→ Record excerpts:
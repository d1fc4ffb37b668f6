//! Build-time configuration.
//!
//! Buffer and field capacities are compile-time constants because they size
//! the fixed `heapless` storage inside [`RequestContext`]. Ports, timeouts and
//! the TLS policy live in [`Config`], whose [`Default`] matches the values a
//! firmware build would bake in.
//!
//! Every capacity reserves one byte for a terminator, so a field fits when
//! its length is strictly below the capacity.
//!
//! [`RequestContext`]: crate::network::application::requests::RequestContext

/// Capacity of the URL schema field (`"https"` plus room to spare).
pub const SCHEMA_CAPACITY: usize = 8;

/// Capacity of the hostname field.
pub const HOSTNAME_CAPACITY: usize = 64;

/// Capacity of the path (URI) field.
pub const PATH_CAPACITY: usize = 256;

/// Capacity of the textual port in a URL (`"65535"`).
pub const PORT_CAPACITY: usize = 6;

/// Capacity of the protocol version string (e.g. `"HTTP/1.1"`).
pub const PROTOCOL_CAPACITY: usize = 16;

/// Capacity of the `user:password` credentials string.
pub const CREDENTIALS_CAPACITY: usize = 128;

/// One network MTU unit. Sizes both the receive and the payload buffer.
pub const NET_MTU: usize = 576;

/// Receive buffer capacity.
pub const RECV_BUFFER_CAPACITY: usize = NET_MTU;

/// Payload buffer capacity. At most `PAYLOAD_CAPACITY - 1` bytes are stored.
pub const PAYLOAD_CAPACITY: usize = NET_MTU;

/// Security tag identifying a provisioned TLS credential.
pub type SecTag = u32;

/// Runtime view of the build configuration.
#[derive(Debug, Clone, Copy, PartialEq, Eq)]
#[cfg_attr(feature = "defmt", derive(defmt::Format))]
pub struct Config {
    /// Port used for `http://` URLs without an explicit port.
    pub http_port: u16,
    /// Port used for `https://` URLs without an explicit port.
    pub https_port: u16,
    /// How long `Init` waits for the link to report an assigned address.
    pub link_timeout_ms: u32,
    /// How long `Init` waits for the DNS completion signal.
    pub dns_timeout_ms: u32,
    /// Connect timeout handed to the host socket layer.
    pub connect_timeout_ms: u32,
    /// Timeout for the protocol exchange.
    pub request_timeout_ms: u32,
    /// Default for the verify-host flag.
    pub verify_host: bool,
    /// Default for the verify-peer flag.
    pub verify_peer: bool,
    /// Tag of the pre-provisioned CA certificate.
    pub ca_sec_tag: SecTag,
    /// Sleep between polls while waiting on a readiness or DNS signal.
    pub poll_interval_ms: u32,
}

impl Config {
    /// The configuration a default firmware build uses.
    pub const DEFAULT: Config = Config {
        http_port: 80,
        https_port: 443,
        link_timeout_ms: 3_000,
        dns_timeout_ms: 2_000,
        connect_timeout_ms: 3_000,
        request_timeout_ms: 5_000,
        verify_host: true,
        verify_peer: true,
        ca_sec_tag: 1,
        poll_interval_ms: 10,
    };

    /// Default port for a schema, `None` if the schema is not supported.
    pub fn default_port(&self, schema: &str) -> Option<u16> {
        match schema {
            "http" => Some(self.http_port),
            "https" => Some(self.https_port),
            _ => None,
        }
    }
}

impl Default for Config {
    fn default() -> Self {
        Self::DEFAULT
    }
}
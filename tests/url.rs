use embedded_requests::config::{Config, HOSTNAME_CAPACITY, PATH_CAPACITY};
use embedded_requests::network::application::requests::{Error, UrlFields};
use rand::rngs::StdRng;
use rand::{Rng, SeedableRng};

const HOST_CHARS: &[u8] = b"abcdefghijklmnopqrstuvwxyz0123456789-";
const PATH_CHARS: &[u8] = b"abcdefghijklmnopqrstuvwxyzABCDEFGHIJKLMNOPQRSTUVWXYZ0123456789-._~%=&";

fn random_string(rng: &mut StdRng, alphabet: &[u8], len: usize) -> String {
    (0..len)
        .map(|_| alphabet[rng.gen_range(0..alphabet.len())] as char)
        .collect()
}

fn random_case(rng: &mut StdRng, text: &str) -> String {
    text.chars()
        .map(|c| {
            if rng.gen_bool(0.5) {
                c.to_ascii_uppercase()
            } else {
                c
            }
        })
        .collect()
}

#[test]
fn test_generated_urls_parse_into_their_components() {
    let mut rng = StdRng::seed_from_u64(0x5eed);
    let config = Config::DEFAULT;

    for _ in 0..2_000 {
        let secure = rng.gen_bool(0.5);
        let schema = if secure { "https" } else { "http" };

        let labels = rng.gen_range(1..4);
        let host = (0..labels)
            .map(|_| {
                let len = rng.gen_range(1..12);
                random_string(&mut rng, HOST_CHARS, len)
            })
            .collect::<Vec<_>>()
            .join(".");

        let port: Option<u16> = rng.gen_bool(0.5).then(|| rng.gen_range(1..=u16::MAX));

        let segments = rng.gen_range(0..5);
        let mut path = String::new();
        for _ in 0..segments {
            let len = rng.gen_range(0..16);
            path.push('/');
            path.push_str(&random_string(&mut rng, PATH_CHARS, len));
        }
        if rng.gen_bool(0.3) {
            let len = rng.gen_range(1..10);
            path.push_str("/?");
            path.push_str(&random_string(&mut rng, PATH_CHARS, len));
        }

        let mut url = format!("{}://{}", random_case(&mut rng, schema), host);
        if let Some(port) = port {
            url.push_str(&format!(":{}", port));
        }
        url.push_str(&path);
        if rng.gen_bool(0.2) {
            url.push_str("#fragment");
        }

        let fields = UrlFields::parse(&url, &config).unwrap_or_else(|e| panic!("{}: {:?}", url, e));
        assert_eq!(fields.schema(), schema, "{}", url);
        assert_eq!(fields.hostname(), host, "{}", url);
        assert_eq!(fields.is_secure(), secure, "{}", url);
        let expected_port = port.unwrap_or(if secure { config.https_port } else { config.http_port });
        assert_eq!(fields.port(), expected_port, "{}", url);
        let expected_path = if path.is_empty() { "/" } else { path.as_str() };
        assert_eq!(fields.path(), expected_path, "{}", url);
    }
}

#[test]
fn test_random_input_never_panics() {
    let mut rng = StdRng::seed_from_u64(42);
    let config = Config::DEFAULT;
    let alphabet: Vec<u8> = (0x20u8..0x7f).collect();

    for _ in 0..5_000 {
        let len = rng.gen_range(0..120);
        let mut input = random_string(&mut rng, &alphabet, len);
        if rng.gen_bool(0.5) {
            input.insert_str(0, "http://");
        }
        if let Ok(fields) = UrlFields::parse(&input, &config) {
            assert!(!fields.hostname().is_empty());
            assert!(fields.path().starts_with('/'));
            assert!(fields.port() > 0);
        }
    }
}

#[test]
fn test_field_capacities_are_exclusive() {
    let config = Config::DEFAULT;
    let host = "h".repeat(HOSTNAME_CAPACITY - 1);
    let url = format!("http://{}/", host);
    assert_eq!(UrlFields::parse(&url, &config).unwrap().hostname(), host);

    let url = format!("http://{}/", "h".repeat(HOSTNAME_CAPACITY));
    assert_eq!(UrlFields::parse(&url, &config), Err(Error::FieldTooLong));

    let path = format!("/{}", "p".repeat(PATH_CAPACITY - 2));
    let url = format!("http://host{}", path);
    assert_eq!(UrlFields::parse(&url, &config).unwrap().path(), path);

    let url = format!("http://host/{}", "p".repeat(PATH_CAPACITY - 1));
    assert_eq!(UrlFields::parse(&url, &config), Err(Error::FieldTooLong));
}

→ What needs to be done: Copy all lines from the entries that contain the word "labels".

→ Problem solution:
        let labels = rng.gen_range(1..4);
        let host = (0..labels)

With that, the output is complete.